"""
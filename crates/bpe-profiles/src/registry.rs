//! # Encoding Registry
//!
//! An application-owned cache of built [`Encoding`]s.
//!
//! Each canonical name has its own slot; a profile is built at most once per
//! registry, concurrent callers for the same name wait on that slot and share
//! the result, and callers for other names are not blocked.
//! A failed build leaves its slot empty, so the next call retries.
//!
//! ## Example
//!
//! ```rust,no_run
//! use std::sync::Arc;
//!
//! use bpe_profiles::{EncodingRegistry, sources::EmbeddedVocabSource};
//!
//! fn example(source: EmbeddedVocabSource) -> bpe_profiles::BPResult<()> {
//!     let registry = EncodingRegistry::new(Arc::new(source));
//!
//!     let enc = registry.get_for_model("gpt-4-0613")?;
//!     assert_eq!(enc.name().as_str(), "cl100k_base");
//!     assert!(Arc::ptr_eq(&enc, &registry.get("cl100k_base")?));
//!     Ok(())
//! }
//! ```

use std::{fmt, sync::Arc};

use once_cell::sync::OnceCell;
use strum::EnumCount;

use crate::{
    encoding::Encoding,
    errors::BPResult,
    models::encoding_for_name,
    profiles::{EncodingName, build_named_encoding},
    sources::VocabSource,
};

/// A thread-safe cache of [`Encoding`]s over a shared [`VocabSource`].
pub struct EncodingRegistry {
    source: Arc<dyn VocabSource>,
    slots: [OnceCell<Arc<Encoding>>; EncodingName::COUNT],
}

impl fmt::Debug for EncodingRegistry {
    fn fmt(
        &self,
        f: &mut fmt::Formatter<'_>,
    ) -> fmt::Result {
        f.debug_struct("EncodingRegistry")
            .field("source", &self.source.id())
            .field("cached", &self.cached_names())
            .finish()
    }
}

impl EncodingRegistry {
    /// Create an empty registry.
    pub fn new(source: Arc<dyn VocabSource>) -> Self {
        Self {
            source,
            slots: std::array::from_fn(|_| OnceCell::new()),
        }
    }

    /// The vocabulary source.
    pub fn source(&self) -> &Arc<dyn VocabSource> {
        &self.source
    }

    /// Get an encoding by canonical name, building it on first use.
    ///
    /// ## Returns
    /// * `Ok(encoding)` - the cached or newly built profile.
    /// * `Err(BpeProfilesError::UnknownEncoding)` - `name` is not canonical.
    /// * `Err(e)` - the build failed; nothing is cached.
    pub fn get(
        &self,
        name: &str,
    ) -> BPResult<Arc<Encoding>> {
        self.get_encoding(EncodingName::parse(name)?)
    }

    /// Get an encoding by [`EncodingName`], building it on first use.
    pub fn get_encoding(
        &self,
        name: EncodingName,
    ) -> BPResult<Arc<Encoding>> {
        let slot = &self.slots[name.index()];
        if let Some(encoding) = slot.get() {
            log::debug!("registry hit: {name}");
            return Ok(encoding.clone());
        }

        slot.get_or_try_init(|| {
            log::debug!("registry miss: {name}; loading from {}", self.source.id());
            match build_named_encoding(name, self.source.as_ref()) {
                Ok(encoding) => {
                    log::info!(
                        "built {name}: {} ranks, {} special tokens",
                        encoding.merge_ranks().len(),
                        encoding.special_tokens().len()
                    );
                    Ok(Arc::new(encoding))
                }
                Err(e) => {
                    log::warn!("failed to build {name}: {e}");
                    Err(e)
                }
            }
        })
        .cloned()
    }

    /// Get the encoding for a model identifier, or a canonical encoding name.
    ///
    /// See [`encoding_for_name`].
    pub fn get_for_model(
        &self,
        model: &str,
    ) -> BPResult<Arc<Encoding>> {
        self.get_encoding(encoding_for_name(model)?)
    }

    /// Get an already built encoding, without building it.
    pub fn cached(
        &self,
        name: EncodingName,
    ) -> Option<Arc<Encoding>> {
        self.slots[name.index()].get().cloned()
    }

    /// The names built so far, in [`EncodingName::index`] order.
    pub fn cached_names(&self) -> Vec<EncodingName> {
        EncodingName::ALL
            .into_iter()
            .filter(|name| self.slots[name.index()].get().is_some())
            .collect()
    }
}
"""
_Instructions to follow_
The answer must be every line of the data that holds the word "EmbeddedVocabSource".

_Exercise result_
//! use bpe_profiles::{EncodingRegistry, sources::EmbeddedVocabSource};
//! fn example(source: EmbeddedVocabSource) -> bpe_profiles::BPResult<()> {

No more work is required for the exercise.